======== Source information ========
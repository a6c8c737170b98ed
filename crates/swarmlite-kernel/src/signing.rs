//! Keyed HMAC-SHA256 signing shared by the state store and the audit log.

use hmac::{Hmac, Mac};
use sha2::Sha256;

type HmacSha256 = Hmac<Sha256>;

/// Hex signature of an empty chain head.
pub const ZERO_HASH: &str =
    "0000000000000000000000000000000000000000000000000000000000000000";

/// Signer over canonical byte encodings, keyed by the audit secret.
#[derive(Clone)]
pub struct HmacSigner {
    key: Vec<u8>,
}

impl HmacSigner {
    pub fn new(key: impl Into<Vec<u8>>) -> Self {
        Self { key: key.into() }
    }

    /// Compute the hex HMAC-SHA256 signature of `message`.
    pub fn sign(&self, message: &[u8]) -> String {
        let mut mac =
            HmacSha256::new_from_slice(&self.key).expect("HMAC can take key of any size");
        mac.update(message);
        hex::encode(mac.finalize().into_bytes())
    }

    /// Verify a hex signature in constant time.
    pub fn verify(&self, message: &[u8], signature_hex: &str) -> bool {
        let Ok(expected) = hex::decode(signature_hex) else {
            return false;
        };
        let mut mac =
            HmacSha256::new_from_slice(&self.key).expect("HMAC can take key of any size");
        mac.update(message);
        mac.verify_slice(&expected).is_ok()
    }
}

impl std::fmt::Debug for HmacSigner {
    fn fmt(&self, f: &mut std::fmt::Formatter<'_>) -> std::fmt::Result {
        f.debug_struct("HmacSigner").field("key", &"<redacted>").finish()
    }
}

#[cfg(test)]
mod tests {
    use super::*;

    #[test]
    fn test_sign_and_verify() {
        let signer = HmacSigner::new(b"0123456789abcdef0123456789abcdef".to_vec());
        let sig = signer.sign(b"payload");

        assert_eq!(sig.len(), 64);
        assert!(signer.verify(b"payload", &sig));
        assert!(!signer.verify(b"tampered", &sig));
    }

    #[test]
    fn test_different_keys_disagree() {
        let a = HmacSigner::new(b"a".repeat(32));
        let b = HmacSigner::new(b"b".repeat(32));

        let sig = a.sign(b"payload");
        assert!(!b.verify(b"payload", &sig));
    }

    #[test]
    fn test_rejects_malformed_signature() {
        let signer = HmacSigner::new(b"k".repeat(32));
        assert!(!signer.verify(b"payload", "not-hex"));
        assert!(!signer.verify(b"payload", ""));
    }

    #[test]
    fn test_debug_redacts_key() {
        let signer = HmacSigner::new(b"super-secret-key-material-abcdef".to_vec());
        let rendered = format!("{signer:?}");
        assert!(!rendered.contains("super-secret"));
    }
}
//! Failure with compensation: succeeded tasks roll back in reverse
//! topological order; the workflow terminal state stays failed.

mod common;

use std::sync::{Arc, Mutex};
use std::time::Duration;

use serde_json::json;

use common::*;
use swarmlite_kernel::audit::AuditEvent;
use swarmlite_kernel::prelude::*;

#[tokio::test]
async fn failed_tail_rolls_back_succeeded_tasks_in_reverse_order() {
    let events = Arc::new(Mutex::new(Vec::new()));
    let recorder = RecordingHandler::new(events.clone());
    let failing = FailingHandler::permanent("downstream rejected the batch");

    let mut registry = HandlerRegistry::new();
    registry.register("test", "do_a", recorder.clone());
    registry.register("test", "do_b", recorder.clone());
    registry.register("test", "do_c", failing);
    registry.register_compensator("undo_a", recorder.clone());
    registry.register_compensator("undo_b", recorder.clone());

    let definition = json!({
        "workflow_id": "wf-comp",
        "tasks": [
            { "id": "a", "type": "test", "config": { "function": "do_a" } },
            { "id": "b", "type": "test", "depends_on": ["a"], "config": { "function": "do_b" } },
            { "id": "c", "type": "test", "depends_on": ["b"], "config": { "function": "do_c" } }
        ],
        "retry_policy": { "max_attempts": 1, "delay_seconds": 0, "jitter_fraction": 0 },
        "compensation_handlers": { "a": "undo_a", "b": "undo_b" }
    });

    let (engine, _store, audit) = build_engine(registry, Arc::new(AllowAll));
    let workflow_id = engine
        .submit(&definition_bytes(&definition), None, GovernanceContext::anonymous())
        .await
        .expect("submission should be accepted");

    let snapshot = wait_terminal(&engine, &workflow_id, Duration::from_secs(5)).await;
    assert_eq!(snapshot.status, WorkflowStatus::Failed);
    assert_eq!(
        snapshot.task("a").expect("a present").status,
        TaskStatus::Rollback
    );
    assert_eq!(
        snapshot.task("b").expect("b present").status,
        TaskStatus::Rollback
    );
    assert_eq!(
        snapshot.task("c").expect("c present").status,
        TaskStatus::Failed
    );

    // Execution order a then b; compensation order b then a.
    assert_eq!(
        *events.lock().expect("event log"),
        vec!["exec:a", "exec:b", "comp:b", "comp:a"]
    );

    // COMPENSATION_RUN audit records appear for b then a, and the chain
    // still verifies.
    let records = audit.records(&workflow_id).await.expect("audit readable");
    let compensated: Vec<&str> = records
        .iter()
        .filter(|r| r.event == AuditEvent::CompensationRun)
        .filter_map(|r| r.task_id.as_deref())
        .collect();
    assert_eq!(compensated, vec!["b", "a"]);
    audit.verify_chain(&workflow_id).await.expect("chain intact");

    // Nothing is left unsettled after the terminal state.
    for task in &snapshot.tasks {
        assert!(matches!(
            task.status,
            TaskStatus::Success | TaskStatus::Failed | TaskStatus::Rollback | TaskStatus::Skipped
        ));
    }
}

#[tokio::test]
async fn tasks_without_compensation_handlers_keep_success() {
    let events = Arc::new(Mutex::new(Vec::new()));
    let recorder = RecordingHandler::new(events.clone());
    let failing = FailingHandler::permanent("boom");

    let mut registry = HandlerRegistry::new();
    registry.register("test", "do_a", recorder.clone());
    registry.register("test", "do_b", failing);
    registry.register_compensator("never_used", recorder.clone());

    // a succeeds but registers no compensation handler.
    let definition = json!({
        "workflow_id": "wf-no-comp",
        "tasks": [
            { "id": "a", "type": "test", "config": { "function": "do_a" } },
            { "id": "b", "type": "test", "depends_on": ["a"], "config": { "function": "do_b" } }
        ],
        "retry_policy": { "max_attempts": 1, "delay_seconds": 0, "jitter_fraction": 0 }
    });

    let (engine, _store, audit) = build_engine(registry, Arc::new(AllowAll));
    let workflow_id = engine
        .submit(&definition_bytes(&definition), None, GovernanceContext::anonymous())
        .await
        .expect("submission should be accepted");

    let snapshot = wait_terminal(&engine, &workflow_id, Duration::from_secs(5)).await;
    assert_eq!(snapshot.status, WorkflowStatus::Failed);
    assert_eq!(
        snapshot.task("a").expect("a present").status,
        TaskStatus::Success,
        "no handler registered, so the side effect is recorded as not undone"
    );

    let records = audit.records(&workflow_id).await.expect("audit readable");
    assert!(!records
        .iter()
        .any(|r| r.event == AuditEvent::CompensationRun));
    assert_eq!(*events.lock().expect("event log"), vec!["exec:a"]);
}

#[tokio::test]
async fn failure_skips_transitive_descendants() {
    let failing = FailingHandler::permanent("no luck");
    let counting = CountingHandler::new();

    let mut registry = HandlerRegistry::new();
    registry.register("test", "fail", failing);
    registry.register_default("test", counting.clone());

    // a fails; b and c (which depends on b) must be skipped, d still runs.
    let definition = json!({
        "workflow_id": "wf-skip",
        "tasks": [
            { "id": "a", "type": "test", "config": { "function": "fail" } },
            { "id": "b", "type": "test", "depends_on": ["a"] },
            { "id": "c", "type": "test", "depends_on": ["b"] },
            { "id": "d", "type": "test" }
        ],
        "retry_policy": { "max_attempts": 1, "delay_seconds": 0, "jitter_fraction": 0 }
    });

    let (engine, _store, _audit) = build_engine(registry, Arc::new(AllowAll));
    let workflow_id = engine
        .submit(&definition_bytes(&definition), None, GovernanceContext::anonymous())
        .await
        .expect("submission should be accepted");

    let snapshot = wait_terminal(&engine, &workflow_id, Duration::from_secs(5)).await;
    assert_eq!(snapshot.status, WorkflowStatus::Failed);
    assert_eq!(snapshot.task("a").expect("a").status, TaskStatus::Failed);
    assert_eq!(snapshot.task("b").expect("b").status, TaskStatus::Skipped);
    assert_eq!(snapshot.task("c").expect("c").status, TaskStatus::Skipped);
    assert_eq!(snapshot.task("d").expect("d").status, TaskStatus::Success);

    // Skipped tasks never reach a handler.
    assert_eq!(counting.invocations(), 1);
    assert_eq!(snapshot.task("b").expect("b").attempt, 0);
    assert_eq!(snapshot.task("c").expect("c").attempt, 0);
}
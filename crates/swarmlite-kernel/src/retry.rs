//! Retry policy: delay computation and retry decisions.

use std::time::Duration;

use rand::Rng;
use serde::{Deserialize, Serialize};

/// Retry configuration for every task in a workflow
///
/// The delay before re-dispatching attempt `n + 1` after attempt `n` failed
/// transiently is:
///
/// ```text
/// delay_seconds * (2^(n-1) if exponential_backoff else 1) * (1 + U(-jitter, +jitter))
/// ```
///
/// clamped to be non-negative. Delays are measured from the end of the
/// failed attempt.
#[derive(Debug, Clone, PartialEq, Serialize, Deserialize)]
pub struct RetryPolicy {
    /// Maximum number of attempts (including the initial one)
    pub max_attempts: u32,

    /// Base delay between attempts, in seconds
    pub delay_seconds: f64,

    /// Double the base delay for each subsequent attempt
    pub exponential_backoff: bool,

    /// Fractional randomness applied to each delay, in `[0, 1]`
    pub jitter_fraction: f64,
}

impl Default for RetryPolicy {
    fn default() -> Self {
        Self {
            max_attempts: 3,
            delay_seconds: 2.0,
            exponential_backoff: true,
            jitter_fraction: 0.1,
        }
    }
}

impl RetryPolicy {
    /// A policy that never retries
    pub fn no_retry() -> Self {
        Self {
            max_attempts: 1,
            delay_seconds: 0.0,
            exponential_backoff: false,
            jitter_fraction: 0.0,
        }
    }

    /// Fixed-interval retries without backoff or jitter
    pub fn fixed(delay_seconds: f64, max_attempts: u32) -> Self {
        Self {
            max_attempts,
            delay_seconds,
            exponential_backoff: false,
            jitter_fraction: 0.0,
        }
    }

    /// Set the maximum number of attempts
    pub fn with_max_attempts(mut self, max_attempts: u32) -> Self {
        self.max_attempts = max_attempts;
        self
    }

    /// Set the base delay in seconds
    pub fn with_delay_seconds(mut self, delay_seconds: f64) -> Self {
        self.delay_seconds = delay_seconds;
        self
    }

    /// Enable or disable exponential backoff
    pub fn with_exponential_backoff(mut self, enabled: bool) -> Self {
        self.exponential_backoff = enabled;
        self
    }

    /// Set the jitter fraction (clamped to `[0, 1]`)
    pub fn with_jitter_fraction(mut self, jitter: f64) -> Self {
        self.jitter_fraction = jitter.clamp(0.0, 1.0);
        self
    }

    /// Check the policy's field constraints
    pub fn validate(&self) -> Result<(), String> {
        if self.max_attempts < 1 {
            return Err("max_attempts must be at least 1".to_string());
        }
        if !self.delay_seconds.is_finite() || self.delay_seconds < 0.0 {
            return Err(format!(
                "delay_seconds must be a non-negative number, got {}",
                self.delay_seconds
            ));
        }
        if !self.jitter_fraction.is_finite()
            || !(0.0..=1.0).contains(&self.jitter_fraction)
        {
            return Err(format!(
                "jitter_fraction must be within [0, 1], got {}",
                self.jitter_fraction
            ));
        }
        Ok(())
    }

    /// Whether another attempt is permitted after `attempt` attempts have run
    pub fn should_retry(&self, attempt: u32) -> bool {
        attempt < self.max_attempts
    }

    /// Delay to wait after the failure of 1-based attempt number `attempt`
    pub fn delay_for_attempt(&self, attempt: u32) -> Duration {
        let exponent = attempt.saturating_sub(1).min(62);
        let base = if self.exponential_backoff {
            self.delay_seconds * 2f64.powi(exponent as i32)
        } else {
            self.delay_seconds
        };

        let jittered = if self.jitter_fraction > 0.0 {
            let mut rng = rand::thread_rng();
            let factor = rng.gen_range(-self.jitter_fraction..=self.jitter_fraction);
            base * (1.0 + factor)
        } else {
            base
        };

        Duration::from_secs_f64(jittered.max(0.0))
    }
}
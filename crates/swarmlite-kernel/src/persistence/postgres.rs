//! PostgreSQL implementation of `StateStore` and `AuditLog`.
//!
//! Uses the layout from `migrations/`: `workflows` and `tasks` rows keyed
//! by `(workflow_id)` and `(workflow_id, task_id)`, plus the append-only
//! `audit` table. All queries are runtime-checked; compare-and-set is a
//! row-locking transaction so the signature can be recomputed atomically
//! with the status flip.

use async_trait::async_trait;
use serde_json::Value;
use sqlx::postgres::PgRow;
use sqlx::{PgPool, Row};
use tracing::{error, instrument};

use crate::audit::{
    record_canonical, verify_records, AuditEntry, AuditError, AuditLog, AuditRecord,
};
use crate::signing::{HmacSigner, ZERO_HASH};
use crate::workflow::{TaskStatus, WorkflowStatus};

use super::encryption::FieldCipher;
use super::store::*;

/// PostgreSQL-backed state store and audit log
///
/// # Example
///
/// ```ignore
/// let pool = PgPool::connect(&database_url).await?;
/// let store = PostgresStateStore::new(pool, signer, cipher);
/// store.migrate().await?;
/// ```
#[derive(Clone)]
pub struct PostgresStateStore {
    pool: PgPool,
    signer: HmacSigner,
    cipher: Option<FieldCipher>,
}
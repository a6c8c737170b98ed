//! # SwarmLite Orchestration Kernel
//!
//! A single-node workflow engine that executes DAG pipelines of typed
//! tasks with durable state, retry with backoff, compensation-based
//! rollback, idempotent submission, and a tamper-evident audit trail.
//!
//! ## Features
//!
//! - **Validated definitions**: duplicate ids, unresolved dependencies,
//!   and cycles are rejected before any state is written
//! - **Dependency-ordered dispatch**: bounded parallelism over a shared
//!   worker pool, deterministic tie-breaks for reproducible runs
//! - **Retry with backoff**: per-workflow policy with exponential backoff
//!   and jitter; transient and permanent failures are distinguished by the
//!   handler
//! - **Compensation**: on terminal failure, rollback handlers run over
//!   succeeded tasks in reverse topological order
//! - **Signed state**: every persisted row carries an HMAC signature, and
//!   audit records form a per-workflow hash chain
//! - **Crash resume**: in-flight workflows are rehydrated at startup after
//!   their audit chain verifies
//!
//! ## Architecture
//!
//! ```text
//! ┌─────────────────────────────────────────────────────────────┐
//! │                       WorkflowEngine                        │
//! │            (submit / status / stop / resume)                │
//! └─────────────────────────────────────────────────────────────┘
//!                              │
//!                              ▼
//! ┌─────────────────────────────────────────────────────────────┐
//! │                    Scheduler (per workflow)                 │
//! │   ready-set → governance → CAS dispatch → retry/compensate  │
//! └─────────────────────────────────────────────────────────────┘
//!                 │                           │
//!                 ▼                           ▼
//! ┌───────────────────────────┐ ┌───────────────────────────────┐
//! │         StateStore        │ │           AuditLog            │
//! │  (signed workflow/task    │ │  (HMAC hash chain per         │
//! │   rows, CAS transitions)  │ │   workflow, append-only)      │
//! └───────────────────────────┘ └───────────────────────────────┘
//! ```
//!
//! ## Example
//!
//! ```ignore
//! use swarmlite_kernel::prelude::*;
//!
//! let config = KernelConfig::from_env()?;
//! let gate = gate_from_config(&config)?;
//!
//! let mut registry = HandlerRegistry::new();
//! registry.register("python", "extract_records", Arc::new(ExtractHandler));
//!
//! let engine = WorkflowEngine::in_memory(config, gate, Arc::new(registry))?;
//! engine.resume_in_flight().await?;
//!
//! let workflow_id = engine
//!     .submit(definition_bytes, Some("req-42".into()), context)
//!     .await?;
//! ```

pub mod audit;
pub mod config;
pub mod definition;
pub mod engine;
pub mod governance;
pub mod handler;
pub mod persistence;
pub mod retry;
pub mod signing;
pub mod workflow;

/// Prelude for common imports
pub mod prelude {
    pub use crate::audit::{AuditEvent, AuditLog, InMemoryAuditLog};
    pub use crate::config::{ConfigError, KernelConfig};
    pub use crate::definition::{parse_definition, validate, ValidationError};
    pub use crate::engine::{EngineError, WorkflowEngine};
    pub use crate::governance::{
        gate_from_config, AllowAll, Decision, GovernanceContext, GovernanceGate, PolicyGate,
    };
    pub use crate::handler::{
        HandlerError, HandlerRegistry, TaskContext, TaskHandler,
    };
    pub use crate::persistence::{
        InMemoryStateStore, PostgresStateStore, StateStore, StoreError,
    };
    pub use crate::retry::RetryPolicy;
    pub use crate::workflow::{
        DataClassification, TaskStatus, WorkflowSnapshot, WorkflowStatus,
    };
}

// Re-export key types at crate root
pub use audit::{AuditEntry, AuditEvent, AuditLog, AuditRecord, InMemoryAuditLog};
pub use config::{ConfigError, KernelConfig};
pub use definition::{parse_definition, validate, ValidationError};
pub use engine::{EngineError, WorkflowEngine};
pub use governance::{
    gate_from_config, AllowAll, Decision, GovernanceContext, GovernanceGate, PolicyGate,
};
pub use handler::{HandlerError, HandlerErrorKind, HandlerRegistry, TaskContext, TaskHandler};
pub use persistence::{
    FieldCipher, InMemoryStateStore, PostgresStateStore, StateStore, StoreError, TaskRecord,
    WorkflowRecord,
};
pub use retry::RetryPolicy;
pub use signing::HmacSigner;
pub use workflow::{
    DataClassification, Task, TaskSnapshot, TaskStatus, Workflow, WorkflowSnapshot,
    WorkflowStatus,
};
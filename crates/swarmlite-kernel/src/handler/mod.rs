//! Task handler interface: the contract between the kernel and concrete
//! task implementations (HTTP calls, LLM invocations, database queries,
//! Python-function dispatch, ...).
//!
//! Handlers never panic or throw across the kernel boundary; every failure
//! comes back as a typed [`HandlerError`] marked transient or permanent.

mod registry;

pub use registry::{HandlerRegistry, RegistryError};

use async_trait::async_trait;
use tokio_util::sync::CancellationToken;
use uuid::Uuid;

/// Failure classes a handler can report
#[derive(Debug, Clone, Copy, PartialEq, Eq)]
pub enum HandlerErrorKind {
    /// Retryable per the workflow's retry policy
    Transient,

    /// Skips remaining retries and fails the task immediately
    Permanent,
}

/// Error returned by a handler invocation
#[derive(Debug, Clone, PartialEq, Eq)]
pub struct HandlerError {
    pub kind: HandlerErrorKind,
    pub message: String,
}

impl HandlerError {
    /// Create a transient (retryable) error
    pub fn transient(message: impl Into<String>) -> Self {
        Self {
            kind: HandlerErrorKind::Transient,
            message: message.into(),
        }
    }

    /// Create a permanent (non-retryable) error
    pub fn permanent(message: impl Into<String>) -> Self {
        Self {
            kind: HandlerErrorKind::Permanent,
            message: message.into(),
        }
    }

    pub fn is_transient(&self) -> bool {
        self.kind == HandlerErrorKind::Transient
    }
}

impl std::fmt::Display for HandlerError {
    fn fmt(&self, f: &mut std::fmt::Formatter<'_>) -> std::fmt::Result {
        write!(f, "{}", self.message)
    }
}

impl std::error::Error for HandlerError {}

impl From<anyhow::Error> for HandlerError {
    fn from(err: anyhow::Error) -> Self {
        Self::transient(err.to_string())
    }
}

/// Execution context handed to `execute` and `compensate`
///
/// Carries identity, attempt information, and the cancellation token the
/// scheduler uses for stop requests. Handlers are expected to observe the
/// token and return promptly once it fires.
#[derive(Debug, Clone)]
pub struct TaskContext {
    /// Unique id for this specific invocation
    pub invocation_id: Uuid,

    pub workflow_id: String,
    pub task_id: String,

    /// 1-based attempt number for this invocation
    pub attempt: u32,

    /// Attempt ceiling from the workflow's retry policy
    pub max_attempts: u32,

    cancellation: CancellationToken,
}

impl TaskContext {
    pub fn new(
        workflow_id: impl Into<String>,
        task_id: impl Into<String>,
        attempt: u32,
        max_attempts: u32,
        cancellation: CancellationToken,
    ) -> Self {
        Self {
            invocation_id: Uuid::now_v7(),
            workflow_id: workflow_id.into(),
            task_id: task_id.into(),
            attempt,
            max_attempts,
            cancellation,
        }
    }

    /// Token fired when the workflow is stopped
    pub fn cancellation(&self) -> &CancellationToken {
        &self.cancellation
    }

    pub fn is_cancelled(&self) -> bool {
        self.cancellation.is_cancelled()
    }

    /// Whether a failure of this invocation would exhaust the retry policy
    pub fn is_last_attempt(&self) -> bool {
        self.attempt >= self.max_attempts
    }
}

/// A named, registered task implementation
///
/// `execute` must be effectively idempotent within a single
/// `(workflow_id, task_id, attempt)`: the kernel guarantees at most one
/// concurrent invocation per task but cannot guarantee exactly-once
/// delivery across process restarts, so a lost attempt is replayed.
///
/// # Example
///
/// ```ignore
/// struct ChargeCard;
///
/// #[async_trait]
/// impl TaskHandler for ChargeCard {
///     async fn execute(
///         &self,
///         ctx: &TaskContext,
///         params: &serde_json::Value,
///     ) -> Result<serde_json::Value, HandlerError> {
///         let amount = params["amount_cents"].as_u64()
///             .ok_or_else(|| HandlerError::permanent("missing amount_cents"))?;
///         // Charge, keyed by ctx.invocation_id for idempotency...
///         Ok(json!({ "charged": amount }))
///     }
///
///     async fn compensate(
///         &self,
///         _ctx: &TaskContext,
///         params: &serde_json::Value,
///     ) -> Result<(), HandlerError> {
///         // Refund...
///         Ok(())
///     }
/// }
/// ```
#[async_trait]
pub trait TaskHandler: Send + Sync + 'static {
    /// Perform the task's work
    async fn execute(
        &self,
        ctx: &TaskContext,
        params: &serde_json::Value,
    ) -> Result<serde_json::Value, HandlerError>;

    /// Semantically undo a previously successful `execute`
    ///
    /// Only invoked for tasks with a registered compensation handler; the
    /// default refuses so that an unimplemented rollback is visible in the
    /// audit trail rather than silently swallowed.
    async fn compensate(
        &self,
        ctx: &TaskContext,
        params: &serde_json::Value,
    ) -> Result<(), HandlerError> {
        let _ = params;
        Err(HandlerError::permanent(format!(
            "handler for task {} does not implement compensation",
            ctx.task_id
        )))
    }
}

impl std::fmt::Debug for dyn TaskHandler {
    fn fmt(&self, f: &mut std::fmt::Formatter<'_>) -> std::fmt::Result {
        f.write_str("dyn TaskHandler")
    }
}
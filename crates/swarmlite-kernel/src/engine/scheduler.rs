//! The dispatch loop: dependency-respecting parallel execution with retry,
//! compensation, stop handling, and durable state transitions.
//!
//! One scheduler instance drives one workflow. Task invocations run on the
//! process-wide worker pool (a semaphore of `P` permits); completions and
//! retry timers are multiplexed through `FuturesUnordered`. Every state
//! transition goes through compare-and-set against the store before the
//! local mirror is updated, which makes concurrent schedulers for the same
//! workflow safe and resume idempotent.

use std::collections::HashSet;
use std::future::Future;
use std::sync::Arc;

use chrono::Utc;
use futures::future::BoxFuture;
use futures::stream::FuturesUnordered;
use futures::{FutureExt, StreamExt};
use tokio::sync::OwnedSemaphorePermit;
use tokio_util::sync::CancellationToken;
use tracing::{debug, error, info, instrument, warn};

use crate::audit::{AuditEntry, AuditError, AuditEvent, AuditRecord};
use crate::governance::{Decision, GovernanceContext};
use crate::handler::{HandlerError, TaskContext};
use crate::persistence::{StoreError, TaskRecord};
use crate::workflow::{Task, TaskStatus, Workflow, WorkflowStatus};

use super::compensation;
use super::{EngineError, Shared};

/// Completion of one task invocation
pub(super) struct TaskCompletion {
    pub(super) task_id: String,
    pub(super) result: Result<serde_json::Value, HandlerError>,
}

/// Cooperative driver for a single workflow
pub(crate) struct Scheduler {
    pub(super) shared: Arc<Shared>,
    stop: CancellationToken,
}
========
▸ **Directions for this task**
Please return all lines from the records that hold the word "tracing".

▸ **Finished task**
use tracing::{error, instrument};
use tracing::{debug, error, info, instrument, warn};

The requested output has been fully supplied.